L’anzianometro e le sigle

Prima questione da risolvere è stata valutare che tipo di pubblico ci fosse. A questo scopo Bertolino si è servito dell’“anzianometro”: ha cioè diffuso delle sigle di trasmissioni televisive del passato per comprendere, in base alle reazioni dei presenti, che spettatori avesse di fronte: dopo “esercito di terracotta” i gallaratesi sono diventati “fossili umani” per avere riconosciuto le note introduttive di “90° minuto” e quindi di “Lunedì film”. Ad accompagnare il comico sul palco c’erano la tromba di Tiziano Cannas Aghedu e il piano di Raffele Kohler: ai monologhi la formazione ha alternato varie canzoni famose in forma parodistica: dalla maniera per evitare le tasse indicata da Lucio Battisti“Tu chiamale, se vuoi, evasioni” – e il concetto di sostenibilità spiegato con “Il ragazzo della via Gluck” di Adriano Celentano («a parlarne per primi sono stati i cantanti degli anni Cinquanta»), alla “Sei forte papà” di Gianni Morandi («bisogna amare gli animali, vanno protetti) fino alla famosa “Ci vuole un fiore” di Sergio Endrigo: «Gli alberi sono importanti, per fare un tavolo non c’è più un ca…volo».
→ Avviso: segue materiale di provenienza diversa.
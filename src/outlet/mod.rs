//! Outlet boundary and flushing.
//!
//! An outlet is a named content region owned by the embedding application.
//! The engine only knows the [`OutletHost`] contract; [`OutletRegistry`] is
//! the crate's in-memory host for tests, demos and headless embedders.

use std::rc::Rc;

use futures::task::{LocalSpawn, LocalSpawnExt};
use serde_json::json;

use crate::error::Result;
use crate::logging::{LogLevel, Logger, event_with_fields, json_kv};
use crate::route::Content;

mod registry;

pub use registry::OutletRegistry;

pub type OutletId = String;

/// Rendered payload stored in an outlet.
pub type OutletContent = String;

/// Contract between the engine and the embedding application's content
/// containers. A missing container is a fatal boundary error, never papered
/// over.
pub trait OutletHost {
    /// Fails with `OutletNotFound` when no container exists for the id.
    fn ensure(&self, outlet: &OutletId) -> Result<()>;

    /// Unconditionally replaces the container's contents. Prior content is
    /// discarded, never diffed or reused.
    fn replace(&self, outlet: &OutletId, content: OutletContent) -> Result<()>;
}

/// Flushes resolved content into an outlet.
///
/// Ready content is replaced synchronously. Deferred content is checked
/// against the host now (a missing container still fails the caller), then
/// awaited on a detached local task; a late replacement failure inside that
/// task has no caller left, so it is logged and dropped.
pub fn flush_to_outlet(
    host: &Rc<dyn OutletHost>,
    spawner: &Rc<dyn LocalSpawn>,
    outlet: &OutletId,
    content: Content,
    logger: Option<&Logger>,
) -> Result<()> {
    match content {
        Content::Ready(value) => host.replace(outlet, value),
        Content::Deferred(pending) => {
            host.ensure(outlet)?;
            let host = Rc::clone(host);
            let outlet = outlet.clone();
            let logger = logger.cloned();
            spawner.spawn_local(async move {
                let value = pending.await;
                if let Err(err) = host.replace(&outlet, value) {
                    if let Some(logger) = logger.as_ref() {
                        let event = event_with_fields(
                            LogLevel::Warn,
                            "signpost::outlet",
                            "flush_failed",
                            [
                                json_kv("outlet", json!(outlet)),
                                json_kv("error", json!(err.to_string())),
                            ],
                        );
                        let _ = logger.log_event(event);
                    }
                }
            })?;
            Ok(())
        }
    }
}

#[cfg(test)]
mod tests {
    use super::*;
    use crate::error::RouterError;
    use crate::logging::MemorySink;
    use futures::executor::LocalPool;
    use std::sync::Arc;

    fn hosted(ids: &[&str]) -> Rc<dyn OutletHost> {
        let registry = OutletRegistry::new();
        for id in ids {
            registry.register(*id);
        }
        Rc::new(registry)
    }

    #[test]
    fn ready_content_is_replaced_synchronously() {
        let registry = Rc::new(OutletRegistry::new());
        registry.register("main");
        let host: Rc<dyn OutletHost> = Rc::clone(&registry) as Rc<dyn OutletHost>;
        let pool = LocalPool::new();
        let spawner: Rc<dyn LocalSpawn> = Rc::new(pool.spawner());

        flush_to_outlet(
            &host,
            &spawner,
            &"main".to_string(),
            Content::ready("hello"),
            None,
        )
        .unwrap();
        assert_eq!(registry.content_of(&"main".to_string()).as_deref(), Some("hello"));
    }

    #[test]
    fn missing_outlet_fails_the_caller_for_both_flavours() {
        let host = hosted(&[]);
        let pool = LocalPool::new();
        let spawner: Rc<dyn LocalSpawn> = Rc::new(pool.spawner());

        let err = flush_to_outlet(
            &host,
            &spawner,
            &"ghost".to_string(),
            Content::ready("x"),
            None,
        )
        .unwrap_err();
        assert!(matches!(err, RouterError::OutletNotFound(id) if id == "ghost"));

        let err = flush_to_outlet(
            &host,
            &spawner,
            &"ghost".to_string(),
            Content::deferred(async { "x".to_string() }),
            None,
        )
        .unwrap_err();
        assert!(matches!(err, RouterError::OutletNotFound(id) if id == "ghost"));
    }

    #[test]
    fn deferred_content_lands_once_the_future_settles() {
        let registry = Rc::new(OutletRegistry::new());
        registry.register("main");
        let host: Rc<dyn OutletHost> = Rc::clone(&registry) as Rc<dyn OutletHost>;
        let mut pool = LocalPool::new();
        let spawner: Rc<dyn LocalSpawn> = Rc::new(pool.spawner());

        flush_to_outlet(
            &host,
            &spawner,
            &"main".to_string(),
            Content::deferred(async { "later".to_string() }),
            None,
        )
        .unwrap();
        assert_eq!(registry.content_of(&"main".to_string()).as_deref(), Some(""));

        pool.run_until_stalled();
        assert_eq!(registry.content_of(&"main".to_string()).as_deref(), Some("later"));
    }

    #[test]
    fn late_failure_is_logged_not_raised() {
        let registry = Rc::new(OutletRegistry::new());
        registry.register("main");
        let host: Rc<dyn OutletHost> = Rc::clone(&registry) as Rc<dyn OutletHost>;
        let mut pool = LocalPool::new();
        let spawner: Rc<dyn LocalSpawn> = Rc::new(pool.spawner());
        let sink = Arc::new(MemorySink::new());
        let logger = Logger::from_shared(sink.clone());

        flush_to_outlet(
            &host,
            &spawner,
            &"main".to_string(),
            Content::deferred(async { "late".to_string() }),
            Some(&logger),
        )
        .unwrap();

        // The container disappears while the value is still pending.
        registry.remove(&"main".to_string());
        pool.run_until_stalled();

        assert!(sink.messages().contains(&"flush_failed".to_string()));
        assert!(registry.content_of(&"main".to_string()).is_none());
    }
}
Gli anni dimenticati e terrificanti della pandemia

Il dilagare delle trasmissioni di cucina e relativi duelli tra chef, l’importanza di imparare l’inglese, l’indignomentro e la giustizia, amministrata in Italia dal Gabibbo, Striscia La Notizia e Le Iene. Sotto la lente anche concetti come resilienza, sovranità – cantata sulle note di “Felicità” – ma anche l’“andrà tutto bene” dei tempi del Covid – «A sentirlo mi darei una sfregatina: no, è andato tutto un po’ storto» – spesi tra canili svuotati e cani di peluche con le ruote, dialoghi surreali con i no vax (“nuovi lavori che sorgono e che spariscono: che cosa fanno ora?) – e la reclusione casalinga. «Oggi sono dimenticati ma sono stati due anni terrificanti, soprattutto per chi fa il mio mestiere. “Sono tuo padre”, ho risposto a mia figlia che chiedeva chi fossi. “E che lavoro fai?”. “Il comico, perché?”, le dissi. “Perché a casa non fai mai ridere”».

Il Pd, “Despacito” e lo “Spartacus” di Kubrick

«In tutto questo contesto esiste un’opposizione? Qualcuno ha notizie del Pd? Un nome che, oltre all’acronimo di qualcosa che non si può pronunciare vicino a un oratorio, lo è anche di “perdere dovunque”: infatti ci stanno lavorando». Idea ribadita ancora sulla melodia di “Despacito”, con il testo trasformato in “È sparito” e il pubblico del Maga a battere le mani a ritmo. Per far capire meglio Bertolino ha ricordato le scene finali dello “Spartacus” di Stanley Kubrick in cui il condottiero ribelle rivela la sua identità per salvare gli altri schiavi, con loro che di rimando dichiarano tutti di essere lui per proteggerlo: «Nel Pd avranno chiesto: “Chi ha impostato la campagna elettorale sullo ius soli quando il problema erano le bollette?”. Si sarà allora alzato Enrico Letta pronunciando il suo “sono io Spartacus”. E gli altri si saranno guardati e avranno detto: “Sì, l’è lu».

“Che sarà” dei Ricchi e Poveri

Non poteva mancare un pensiero rivolto a Berlusconi, da poco scomparso: «Noi comici siamo debitori a Silvio per quanto lavoro che ci ha dato, “quando c’era lui” ogni giorno ce n’era una. Per esempio è riuscito a far diventare Sandro Bondi ministro della Cultura. Ma avete letto qualcuna delle sue poesie? Più che Bondi sembra Boldi. E se si voleva evitare la guerra era l’unico che poteva riuscirci perché lui e l’altro avevano un interesse in comune». Aggiungendo subito dopo: «Il bene del Paese: eh, siete maliziosi. Grazie Silvio, ci hai dato un lavoro per tanti anni: ora dobbiamo riprenderlo e riguarda l’attualità». In questo momento «ci si documenta su Instagram e Tiktok»: Bertolino ha allora fatto proiettare sullo schermo alle sue spalle una carrellata di titoli e prime pagine immaginari: il saluto è stato con “Che sarà” di Ricchi e Poveri e Josè Feliciano cantata insieme agli spettatori.